Material provided: Begin
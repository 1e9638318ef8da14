//! Per-pass render context
//!
//! One immutable value carries everything the draw stages need: current
//! dimensions, parsed style, computed scales and the pass generation
//! number. Stages receive the context instead of reaching for shared
//! mutable state, and deferred DOM callbacks compare their captured
//! generation against the live counter before committing mutations.

use crate::scale::{build_scales, ScaleSet};
use creative_scatter_config::ChartStyle;
use creative_scatter_shared::{Dimensions, PointRecord};

/// Immutable inputs for one render pass.
#[derive(Debug, Clone)]
pub struct RenderContext {
    pub dims: Dimensions,
    pub style: ChartStyle,
    pub scales: ScaleSet,
    /// Monotonic pass counter; a deferred callback from pass N aborts when
    /// the live counter has moved past N.
    pub generation: u64,
}

/// Resolved placement of one creative image, centered on its data point.
#[derive(Debug, Clone, Copy, PartialEq)]
pub struct ImageGeometry {
    pub x: f64,
    pub y: f64,
    pub size: f64,
}

impl RenderContext {
    pub fn new(
        records: &[PointRecord],
        style: ChartStyle,
        dims: Dimensions,
        generation: u64,
    ) -> Self {
        let scales = build_scales(records, &style, &dims);
        Self {
            dims,
            style,
            scales,
            generation,
        }
    }

    /// Pixel geometry for one record: the image is a square of the scaled
    /// size, centered on the scaled point.
    pub fn image_geometry(&self, record: &PointRecord) -> ImageGeometry {
        let size = self.scales.size.scale(record.size_value);
        ImageGeometry {
            x: self.scales.x.scale(record.x_value) - size / 2.0,
            y: self.scales.y.scale(record.y_value) - size / 2.0,
            size,
        }
    }
}
//! Point records derived from host rows

use crate::payload::Row;
use serde::{Deserialize, Serialize};

/// One plotted creative, derived from a single row of the default table.
///
/// Records are rebuilt from scratch on every render pass. Identity is
/// derived from the row index (`item-<n>`), not from row content, so an
/// element only persists across payloads when its row keeps its position.
#[derive(Debug, Clone, Serialize, Deserialize)]
pub struct PointRecord {
    /// Reconciliation key, stable per render index.
    pub id: String,
    /// Display name of the creative; falls back to `Creative <n>`.
    pub creative_id: String,
    /// Image to draw at the point. Always non-empty after filtering.
    pub image_url: String,
    /// X metric after numeric coercion. Always finite.
    pub x_value: f64,
    /// Y metric after numeric coercion. Always finite.
    pub y_value: f64,
    /// Size metric after numeric coercion; 1.0 when the role is unbound.
    pub size_value: f64,
    /// The raw row this record was derived from.
    pub source: Row,
}

impl PointRecord {
    /// Reconciliation key for a given row index.
    pub fn key_for_index(index: usize) -> String {
        format!("item-{index}")
    }
}

#[cfg(test)]
mod tests {
    use super::*;

    #[test]
    fn key_is_row_index_derived() {
        assert_eq!(PointRecord::key_for_index(0), "item-0");
        assert_eq!(PointRecord::key_for_index(41), "item-41");
    }
}
//! Chart engine: owns the DOM surface and drives the render pipeline
//!
//! Built once per plugin mount. Persistent SVG groups are created at
//! construction; every host callback (and debounced resize) then runs the
//! validate -> transform -> scale -> draw pass against them. All pass
//! inputs travel in an immutable [`RenderContext`]; the only cross-pass
//! state is the stored payload and the pass generation counter.

use std::cell::Cell;
use std::rc::Rc;

use wasm_bindgen::JsCast;
use web_sys::{Document, Element, HtmlElement};

use creative_scatter_config::ChartStyle;
use creative_scatter_data::{transform, validate};
use creative_scatter_renderer::drawables::svg as svg_helpers;
use creative_scatter_renderer::drawables::{axes, grid, images, labels};
use creative_scatter_renderer::RenderContext;
use creative_scatter_shared::{
    DataPayload, Dimensions, Margins, ScatterError, ScatterResult,
};

use crate::events::TooltipHandlers;
use crate::pipeline::PipelinePhase;

// Fixed element ids of the hosting page.
pub const CONTAINER_ID: &str = "visualization-container";
pub const SVG_ID: &str = "scatter-plot-svg";
pub const TOOLTIP_ID: &str = "tooltip";
pub const LOADING_ID: &str = "loading";
pub const ERROR_BANNER_ID: &str = "error-message";

pub struct ChartEngine {
    document: Document,
    container: Element,
    svg: Element,
    grid_group: Element,
    x_axis_group: Element,
    y_axis_group: Element,
    images_group: Element,
    tooltip: HtmlElement,
    loading: HtmlElement,
    error_banner: HtmlElement,
    error_text: Element,

    margins: Margins,
    phase: PipelinePhase,
    last_payload: Option<DataPayload>,
    /// Monotonic pass counter shared with deferred DOM callbacks.
    live_generation: Rc<Cell<u64>>,
    tooltip_handlers: Option<TooltipHandlers>,
}

impl ChartEngine {
    /// Mount the chart: resolve the page's fixed elements and build the
    /// persistent SVG groups. The loading indicator stays visible until
    /// the first payload arrives.
    pub fn new() -> ScatterResult<Self> {
        let window = web_sys::window().ok_or_else(|| ScatterError::Render {
            message: "no window".to_string(),
        })?;
        let document = window.document().ok_or_else(|| ScatterError::Render {
            message: "no document".to_string(),
        })?;

        let container = require_element(&document, CONTAINER_ID)?;
        let svg = require_element(&document, SVG_ID)?;
        let tooltip = require_html_element(&document, TOOLTIP_ID)?;
        let loading = require_html_element(&document, LOADING_ID)?;
        let error_banner = require_html_element(&document, ERROR_BANNER_ID)?;
        let error_text = error_banner
            .query_selector(".error-text")?
            .ok_or_else(|| ScatterError::ElementNotFound {
                id: format!("{ERROR_BANNER_ID} .error-text"),
            })?;

        let margins = Margins::default();

        let main_group = svg_helpers::create(&document, "g")?;
        svg_helpers::set_attrs(
            &main_group,
            &[
                ("class", "main-group"),
                (
                    "transform",
                    &format!("translate({},{})", margins.left, margins.top),
                ),
            ],
        )?;

        let grid_group = svg_helpers::create(&document, "g")?;
        grid_group.set_attribute("class", "grid-group")?;
        let x_axis_group = svg_helpers::create(&document, "g")?;
        x_axis_group.set_attribute("class", "x-axis")?;
        let y_axis_group = svg_helpers::create(&document, "g")?;
        y_axis_group.set_attribute("class", "y-axis")?;
        let images_group = svg_helpers::create(&document, "g")?;
        images_group.set_attribute("class", "images-group")?;

        // grid under axes under images
        main_group.append_child(&grid_group)?;
        main_group.append_child(&x_axis_group)?;
        main_group.append_child(&y_axis_group)?;
        main_group.append_child(&images_group)?;
        svg.append_child(&main_group)?;

        let engine = Self {
            document,
            container,
            svg,
            grid_group,
            x_axis_group,
            y_axis_group,
            images_group,
            tooltip,
            loading,
            error_banner,
            error_text,
            margins,
            phase: PipelinePhase::Idle,
            last_payload: None,
            live_generation: Rc::new(Cell::new(0)),
            tooltip_handlers: None,
        };
        engine.show_loading(true);
        log::info!("chart engine mounted");
        Ok(engine)
    }

    /// Handle one host data callback. Errors never propagate to the host;
    /// they terminate the pass into the banner display state. The argument
    /// is a `Result` so an upstream payload-decode failure takes the same
    /// path as a validation failure.
    pub fn update(&mut self, payload: ScatterResult<DataPayload>) {
        self.set_phase(PipelinePhase::Validating);
        match payload.and_then(|data| self.render_pass(data)) {
            Ok(()) => {
                self.hide_error();
                self.set_phase(PipelinePhase::Idle);
            }
            Err(error) => {
                log::error!("render pass failed: {error}");
                self.set_phase(PipelinePhase::Error);
                self.show_error(&error.banner_text());
            }
        }
    }

    /// Re-run the pipeline against the last payload, e.g. after a resize.
    /// A resize before the first payload is a no-op.
    pub fn rerender(&mut self) {
        if let Some(payload) = self.last_payload.clone() {
            log::debug!("re-rendering after resize");
            self.update(Ok(payload));
        }
    }

    fn render_pass(&mut self, payload: DataPayload) -> ScatterResult<()> {
        self.set_phase(PipelinePhase::Validating);
        validate(&payload)?;
        self.show_loading(false);

        // the payload is good enough to supersede the stored one
        self.last_payload = Some(payload.clone());
        let style = ChartStyle::from_style_map(payload.style.as_ref());

        self.set_phase(PipelinePhase::Transforming);
        let records = transform(&payload)?;
        if records.is_empty() {
            return Err(ScatterError::EmptyData);
        }

        self.set_phase(PipelinePhase::Scaling);
        let dims = self.measure()?;
        let generation = self.live_generation.get() + 1;
        self.live_generation.set(generation);
        let ctx = RenderContext::new(&records, style, dims, generation);

        self.set_phase(PipelinePhase::Drawing);
        grid::draw_grid(&self.document, &self.grid_group, &ctx)?;
        axes::draw_x_axis(&self.document, &self.x_axis_group, &ctx)?;
        axes::draw_y_axis(&self.document, &self.y_axis_group, &ctx)?;
        images::draw_images(
            &self.document,
            &self.images_group,
            &records,
            &ctx,
            &self.live_generation,
        )?;
        labels::draw_axis_labels(&self.document, &self.svg, &ctx)?;
        self.sync_tooltip_handlers(ctx.style.show_tooltips)?;

        log::debug!(
            "pass {generation} drew {} creatives into {}x{}",
            records.len(),
            ctx.dims.draw_width,
            ctx.dims.draw_height
        );
        Ok(())
    }

    /// Measure the container and size the outer SVG to it.
    fn measure(&self) -> ScatterResult<Dimensions> {
        let rect = self.container.get_bounding_client_rect();
        let dims = Dimensions::from_container(rect.width(), rect.height(), self.margins);
        self.svg
            .set_attribute("width", &format!("{}", dims.total_width))?;
        self.svg
            .set_attribute("height", &format!("{}", dims.total_height))?;
        Ok(dims)
    }

    /// Attach or detach the delegated tooltip handlers to match the
    /// style toggle, evaluated on every pass.
    fn sync_tooltip_handlers(&mut self, enabled: bool) -> ScatterResult<()> {
        match (enabled, self.tooltip_handlers.is_some()) {
            (true, false) => {
                self.tooltip_handlers = Some(TooltipHandlers::attach(
                    &self.images_group,
                    self.tooltip.clone(),
                )?);
            }
            (false, true) => {
                if let Some(handlers) = self.tooltip_handlers.take() {
                    handlers.detach(&self.images_group);
                }
            }
            _ => {}
        }
        Ok(())
    }

    fn set_phase(&mut self, next: PipelinePhase) {
        debug_assert!(
            self.phase.can_transition_to(next) || self.phase == next,
            "illegal phase transition {:?} -> {next:?}",
            self.phase
        );
        log::debug!("pipeline phase {:?} -> {next:?}", self.phase);
        self.phase = next;
    }

    pub fn phase(&self) -> PipelinePhase {
        self.phase
    }

    fn show_loading(&self, show: bool) {
        let display = if show { "block" } else { "none" };
        self.loading.style().set_property("display", display).ok();
    }

    fn show_error(&self, message: &str) {
        self.error_text.set_text_content(Some(message));
        self.error_banner
            .style()
            .set_property("display", "block")
            .ok();
        self.show_loading(false);
    }

    fn hide_error(&self) {
        self.error_banner
            .style()
            .set_property("display", "none")
            .ok();
    }
}

fn require_element(document: &Document, id: &str) -> ScatterResult<Element> {
    document
        .get_element_by_id(id)
        .ok_or_else(|| ScatterError::ElementNotFound { id: id.to_string() })
}

fn require_html_element(document: &Document, id: &str) -> ScatterResult<HtmlElement> {
    require_element(document, id)?
        .dyn_into::<HtmlElement>()
        .map_err(|_| ScatterError::Render {
            message: format!("element #{id} is not an HTML element"),
        })
}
Material provided: End
* [Try it]: Only the lines from the top of the data through the line that contains "reaching for shared" should be quoted, exactly as they stand.

* [Response area]:
repository 1e9638318ef8da14
//! Per-pass render context
//!
//! One immutable value carries everything the draw stages need: current
//! dimensions, parsed style, computed scales and the pass generation
//! number. Stages receive the context instead of reaching for shared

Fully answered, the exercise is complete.